You generally don't want people hanging around very long after they're fired......especially if you have a lot of expensive stuff in your offices that they could break or steal. Not that I think the GT crew would do that, but generally speaking that's why you don't hand someone a pink slip and have them keep working for you.
That makes sense, though they didn't mention on stream that they're splitting the games and such among themselves. Besides that I think the vast majority of their equipment is in that separate building where they did podcasts/ mandatory update, so if they really felt that insecure that could have just locked them out of that office for the time being. But I do understand.
You announce that a site is closing and you do a few more shows, announce a date when it's closing and it's going to generate tons of nostalgia traffic, they are gonna see numbers they haven't seen in awhile and it's going to make them think twice.

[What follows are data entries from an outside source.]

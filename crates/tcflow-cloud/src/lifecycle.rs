//! Lifecycle driver around a [`Resource`]
//!
//! Enforces the create/read/update/delete contract every resource shares:
//! configuration is validated before any remote call, Create is followed by a
//! Read, ForceNew fields are never updated in place, and deleting an absent
//! resource succeeds.

use crate::error::{CloudError, Result};
use crate::id::ResourceId;
use crate::resource::Resource;
use crate::retry::{Context, RetryError, retry};
use crate::schema::Attributes;
use crate::state::{ResourceState, ResourceStatus};
use chrono::Utc;

pub struct Lifecycle<'a> {
    resource: &'a dyn Resource,
    ctx: &'a Context,
}

impl<'a> Lifecycle<'a> {
    pub fn new(resource: &'a dyn Resource, ctx: &'a Context) -> Self {
        Self { resource, ctx }
    }

    pub fn parse_id(&self, raw: &str) -> Result<ResourceId> {
        ResourceId::parse(raw, self.resource.id_segments())
    }

    /// Validate a configuration and fill its defaults
    pub fn prepare(&self, config: &Attributes) -> Result<Attributes> {
        let schema = self.resource.schema();
        let mut config = config.clone();
        schema.apply_defaults(&mut config);
        schema.validate(&config)?;
        self.resource.validate(&config)?;
        Ok(config)
    }

    /// Create the resource and read back its full state
    ///
    /// When the follow-up read does not succeed within the read timeout the
    /// returned state is marked [`ResourceStatus::Tainted`], so the caller can
    /// persist the ID and replace it later.
    pub async fn create(&self, config: &Attributes) -> Result<ResourceState> {
        let config = self.prepare(config)?;
        let type_name = self.resource.type_name();

        tracing::info!("Creating {}", type_name);
        let id = self.resource.create(self.ctx, &config).await?;
        tracing::info!("Created {} ({})", type_name, id);

        let read = retry(
            self.ctx,
            &format!("{} {} to become readable", type_name, id),
            self.ctx.read_timeout(),
            || async {
                match self.resource.read(self.ctx, &id).await {
                    Ok(Some(attrs)) => Ok(attrs),
                    Ok(None) => Err(RetryError::Retryable(CloudError::ResourceNotFound(
                        id.to_string(),
                    ))),
                    Err(e) => Err(e.into()),
                }
            },
        )
        .await;

        let state = ResourceState::new(id.to_string(), type_name);
        match read {
            Ok(attrs) => Ok(state.with_attributes(self.merge(attrs, &config))),
            Err(e) => {
                tracing::warn!("{} {} was created but could not be read: {}", type_name, id, e);
                Ok(state
                    .with_status(ResourceStatus::Tainted)
                    .with_attributes(config))
            }
        }
    }

    /// Read the resource by ID; `None` when the remote reports it absent
    ///
    /// Settable fields the API does not echo back are carried over from
    /// `prior`.
    pub async fn read(
        &self,
        id: &str,
        prior: Option<&ResourceState>,
    ) -> Result<Option<ResourceState>> {
        let id = self.parse_id(id)?;

        let Some(attrs) = self.resource.read(self.ctx, &id).await? else {
            tracing::info!("{} {} no longer exists", self.resource.type_name(), id);
            return Ok(None);
        };

        let state = match prior {
            Some(prior) => {
                let mut state = prior.clone();
                state.attributes = self.merge(attrs, &prior.attributes);
                state.status = ResourceStatus::Present;
                state.updated_at = Utc::now();
                state
            }
            None => ResourceState::new(id.to_string(), self.resource.type_name())
                .with_attributes(attrs),
        };

        Ok(Some(state))
    }

    /// Apply a new configuration in place
    ///
    /// Changes to ForceNew fields are rejected before any remote call.
    pub async fn update(
        &self,
        prior: &ResourceState,
        config: &Attributes,
    ) -> Result<ResourceState> {
        let id = self.parse_id(&prior.id)?;
        let config = self.prepare(config)?;

        let diff = self.resource.schema().diff(&prior.attributes, &config);
        if let Some(field) = diff.force_new.first() {
            return Err(CloudError::ImmutableField {
                resource_type: self.resource.type_name().to_string(),
                field: field.clone(),
            });
        }
        if diff.is_empty() {
            return Ok(prior.clone());
        }

        tracing::info!(
            "Updating {} {} ({})",
            self.resource.type_name(),
            id,
            diff.in_place.join(", ")
        );
        self.resource.update(self.ctx, &id, &config, &diff).await?;

        let mut next = prior.clone();
        next.attributes = config;
        self.read(&prior.id, Some(&next))
            .await?
            .ok_or_else(|| CloudError::ResourceNotFound(prior.id.clone()))
    }

    /// Delete the resource; an already-absent resource is not an error
    pub async fn delete(&self, id: &str) -> Result<()> {
        let id = self.parse_id(id)?;
        tracing::info!("Deleting {} {}", self.resource.type_name(), id);

        match self.resource.delete(self.ctx, &id).await {
            Ok(()) => Ok(()),
            Err(e) if e.is_not_found() => {
                tracing::debug!("{} {} already absent", self.resource.type_name(), id);
                Ok(())
            }
            Err(e) => Err(e),
        }
    }

    /// Reconstruct state from an ID alone
    pub async fn import(&self, id: &str) -> Result<ResourceState> {
        self.read(id, None)
            .await?
            .ok_or_else(|| CloudError::ResourceNotFound(id.to_string()))
    }

    /// Overlay remote attributes on known settable values the API omits
    fn merge(&self, mut remote: Attributes, known: &Attributes) -> Attributes {
        for field in self.resource.schema().settable_fields() {
            let missing = remote.get(&field.name).is_none_or(|v| v.is_null());
            if missing {
                if let Some(value) = known.get(&field.name) {
                    remote.insert(field.name.clone(), value.clone());
                }
            }
        }
        remote
    }
}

But they know those numbers would just be a bandaid so you just have to make the decision to cut ties suddenly. It's taking the emotion out of it. It's business.
When you get laid off of work en masse, you don't get any notice. You go into work. Your department gets called into a meeting. They tell you what's going to happen. You go home. You don't even get to get your things from your desk.

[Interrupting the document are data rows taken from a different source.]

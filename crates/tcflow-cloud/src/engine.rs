//! Plan/apply engine
//!
//! Compares declared resources with the state file, plans the actions needed
//! to converge them, and applies those actions one at a time through the
//! [`Lifecycle`] driver.

use crate::action::{Action, ActionType, ApplyResult, Plan};
use crate::error::{CloudError, Result};
use crate::lifecycle::Lifecycle;
use crate::provider::{CloudProvider, ResourceSet};
use crate::resource::{DataResult, DataSource, Resource};
use crate::retry::Context;
use crate::schema::Attributes;
use crate::state::{GlobalState, ResourceState, ResourceStatus};
use std::collections::BTreeMap;
use std::sync::Arc;

pub struct Engine {
    resources: BTreeMap<&'static str, Arc<dyn Resource>>,
    data_sources: BTreeMap<&'static str, Arc<dyn DataSource>>,
    ctx: Context,
}

impl Engine {
    pub fn new(provider: &dyn CloudProvider, ctx: Context) -> Self {
        Self::from_parts(provider.resources(), provider.data_sources(), ctx)
    }

    pub fn from_parts(
        resources: Vec<Arc<dyn Resource>>,
        data_sources: Vec<Arc<dyn DataSource>>,
        ctx: Context,
    ) -> Self {
        Self {
            resources: resources.into_iter().map(|r| (r.type_name(), r)).collect(),
            data_sources: data_sources
                .into_iter()
                .map(|d| (d.type_name(), d))
                .collect(),
            ctx,
        }
    }

    pub fn context(&self) -> &Context {
        &self.ctx
    }

    pub fn resource_types(&self) -> Vec<&'static str> {
        self.resources.keys().copied().collect()
    }

    pub fn data_source_types(&self) -> Vec<&'static str> {
        self.data_sources.keys().copied().collect()
    }

    pub fn resource(&self, resource_type: &str) -> Result<&dyn Resource> {
        self.resources
            .get(resource_type)
            .map(|r| r.as_ref())
            .ok_or_else(|| CloudError::UnknownResourceType(resource_type.to_string()))
    }

    pub fn data_source(&self, data_type: &str) -> Result<&dyn DataSource> {
        self.data_sources
            .get(data_type)
            .map(|d| d.as_ref())
            .ok_or_else(|| CloudError::UnknownResourceType(data_type.to_string()))
    }

    fn lifecycle(&self, resource_type: &str) -> Result<Lifecycle<'_>> {
        Ok(Lifecycle::new(self.resource(resource_type)?, &self.ctx))
    }

    /// Compute the actions that converge `state` towards `desired`
    ///
    /// No remote calls are made; run [`Engine::refresh`] first to plan
    /// against the live state.
    pub fn plan(&self, desired: &ResourceSet, state: &GlobalState) -> Result<Plan> {
        let mut actions = Vec::new();

        for declared in desired.iter() {
            let address = declared.address();
            let resource = self.resource(&declared.resource_type)?;
            let config = self
                .lifecycle(&declared.resource_type)?
                .prepare(&declared.config)
                .map_err(|e| at_address(&address, e))?;

            let Some(current) = state.get_resource(&address) else {
                actions.push(Action::new(
                    ActionType::Create,
                    &declared.resource_type,
                    &address,
                    None,
                ));
                continue;
            };

            let remote_id = Some(current.id.clone());
            if current.status == ResourceStatus::Tainted {
                actions.push(
                    Action::new(ActionType::Replace, &declared.resource_type, &address, remote_id)
                        .with_detail("tainted", serde_json::json!(true)),
                );
                continue;
            }

            let diff = resource.schema().diff(&current.attributes, &config);
            let action = if diff.requires_replace() {
                Action::new(ActionType::Replace, &declared.resource_type, &address, remote_id)
                    .with_detail("force_new", serde_json::json!(diff.force_new))
            } else if !diff.is_empty() {
                Action::new(ActionType::Update, &declared.resource_type, &address, remote_id)
                    .with_detail("changed", serde_json::json!(diff.in_place))
            } else {
                Action::new(ActionType::NoOp, &declared.resource_type, &address, remote_id)
            };
            actions.push(action);
        }

        for address in state.addresses() {
            if desired.contains(&address) {
                continue;
            }
            if let Some(current) = state.get_resource(&address) {
                self.resource(&current.resource_type)?;
                actions.push(Action::new(
                    ActionType::Delete,
                    &current.resource_type,
                    &address,
                    Some(current.id.clone()),
                ));
            }
        }

        Ok(Plan::new(actions))
    }

    /// Plan the deletion of every resource in state, or only `target`
    pub fn destroy_plan(&self, state: &GlobalState, target: Option<&str>) -> Result<Plan> {
        let addresses = match target {
            Some(address) => {
                if state.get_resource(address).is_none() {
                    return Err(CloudError::ResourceNotFound(address.to_string()));
                }
                vec![address.to_string()]
            }
            None => {
                let mut all = state.addresses();
                all.reverse();
                all
            }
        };

        let mut actions = Vec::new();
        for address in addresses {
            if let Some(current) = state.get_resource(&address) {
                self.resource(&current.resource_type)?;
                actions.push(Action::new(
                    ActionType::Delete,
                    &current.resource_type,
                    &address,
                    Some(current.id.clone()),
                ));
            }
        }
        Ok(Plan::new(actions))
    }

    /// Apply planned actions in order, updating `state` after each success
    pub async fn apply(
        &self,
        plan: &Plan,
        desired: &ResourceSet,
        state: &mut GlobalState,
    ) -> ApplyResult {
        let mut result = ApplyResult::new();
        let start = std::time::Instant::now();

        for action in &plan.actions {
            if self.ctx.is_cancelled() {
                result.add_failure(action.id.clone(), "cancelled".to_string());
                continue;
            }

            match self.apply_action(action, desired, state).await {
                Ok(message) => result.add_success(action.id.clone(), message),
                Err(e) => {
                    tracing::error!("{} failed: {}", action.description, e);
                    result.add_failure(action.id.clone(), e.to_string());
                }
            }
        }

        result.duration_ms = start.elapsed().as_millis() as u64;
        result
    }

    async fn apply_action(
        &self,
        action: &Action,
        desired: &ResourceSet,
        state: &mut GlobalState,
    ) -> Result<String> {
        let address = &action.address;
        let lifecycle = self.lifecycle(&action.resource_type)?;

        match action.action_type {
            ActionType::NoOp => Ok(format!("{} unchanged", address)),
            ActionType::Create => {
                let config = declared_config(desired, address)?;
                self.create_into(&lifecycle, address, config, state).await
            }
            ActionType::Update => {
                let config = declared_config(desired, address)?;
                let prior = persisted(state, address)?;
                let next = lifecycle.update(&prior, config).await?;
                state.set_resource(address.clone(), next);
                Ok(format!("updated {} ({})", address, prior.id))
            }
            ActionType::Replace => {
                let config = declared_config(desired, address)?;
                let prior = persisted(state, address)?;
                lifecycle.delete(&prior.id).await?;
                state.remove_resource(address);
                self.create_into(&lifecycle, address, config, state).await
            }
            ActionType::Delete => {
                let prior = persisted(state, address)?;
                lifecycle.delete(&prior.id).await?;
                state.remove_resource(address);
                Ok(format!("deleted {} ({})", address, prior.id))
            }
        }
    }

    async fn create_into(
        &self,
        lifecycle: &Lifecycle<'_>,
        address: &str,
        config: &Attributes,
        state: &mut GlobalState,
    ) -> Result<String> {
        let created = lifecycle.create(config).await?;
        let id = created.id.clone();
        let tainted = created.status == ResourceStatus::Tainted;
        state.set_resource(address.to_string(), created);

        if tainted {
            return Err(CloudError::ApiError(format!(
                "{} was created as {} but could not be read back; it will be replaced on the next apply",
                address, id
            )));
        }
        Ok(format!("created {} ({})", address, id))
    }

    /// Re-read every resource in state, dropping the ones that disappeared
    ///
    /// Returns the addresses that were removed.
    pub async fn refresh(&self, state: &mut GlobalState) -> Result<Vec<String>> {
        let mut removed = Vec::new();

        for address in state.addresses() {
            let prior = persisted(state, &address)?;
            let lifecycle = self.lifecycle(&prior.resource_type)?;

            match lifecycle.read(&prior.id, Some(&prior)).await? {
                Some(mut next) => {
                    if prior.status == ResourceStatus::Tainted {
                        next.status = ResourceStatus::Tainted;
                    }
                    state.set_resource(address, next);
                }
                None => {
                    tracing::warn!("{} ({}) is gone, removing from state", address, prior.id);
                    state.remove_resource(&address);
                    removed.push(address);
                }
            }
        }

        Ok(removed)
    }

    /// Adopt an existing remote entity under `address`
    pub async fn import(&self, address: &str, id: &str, state: &mut GlobalState) -> Result<()> {
        let (resource_type, _name) = address.split_once('.').ok_or_else(|| {
            CloudError::InvalidConfig(format!(
                "invalid address `{}`, expected <type>.<name>",
                address
            ))
        })?;

        if state.get_resource(address).is_some() {
            return Err(CloudError::ResourceAlreadyExists(address.to_string()));
        }

        let imported = self.lifecycle(resource_type)?.import(id).await?;
        tracing::info!("Imported {} as {}", id, address);
        state.set_resource(address.to_string(), imported);
        Ok(())
    }

    /// Evaluate declared data sources
    pub async fn query(&self, data: &ResourceSet) -> Result<Vec<(String, DataResult)>> {
        let mut results = Vec::new();

        for declared in data.iter() {
            let address = declared.address();
            let source = self.data_source(&declared.resource_type)?;

            let mut args = declared.config.clone();
            source.schema().apply_defaults(&mut args);
            source
                .schema()
                .validate(&args)
                .map_err(|e| at_address(&address, e))?;

            tracing::debug!("Reading data source {}", address);
            let result = source.read(&self.ctx, &args).await?;
            results.push((address, result));
        }

        Ok(results)
    }
}

fn declared_config<'a>(
    desired: &'a ResourceSet,
    address: &str,
) -> Result<&'a Attributes> {
    desired
        .get(address)
        .map(|r| &r.config)
        .ok_or_else(|| CloudError::InvalidConfig(format!("{} is not declared", address)))
}

fn persisted(state: &GlobalState, address: &str) -> Result<ResourceState> {
    state
        .get_resource(address)
        .cloned()
        .ok_or_else(|| CloudError::StateError(format!("{} is not in state", address)))
}

fn at_address(address: &str, err: CloudError) -> CloudError {
    match err {
        CloudError::InvalidConfig(msg) => CloudError::InvalidConfig(format!("{}: {}", address, msg)),
        other => other,
    }
}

Yeah, sorry, I'm just a college student, so I don't have any sort of experience with that. I guess my ignorance is showing.
It makes sense the way you guys explain it, I guess part of why it seems silly to me is just because they're a small, tight-nit group of 10 people. It seems like overkill to apply rules that seem like they're designed around larger, less televised groups; but, at the same time, it wouldn't really make sense to change corporate policy for them either.
It seems shitty to not give them at least 2 weeks notice so they could finish what they were working on, release goodbye videos to the fans, etc. I don't know. I get it, but it still sucks.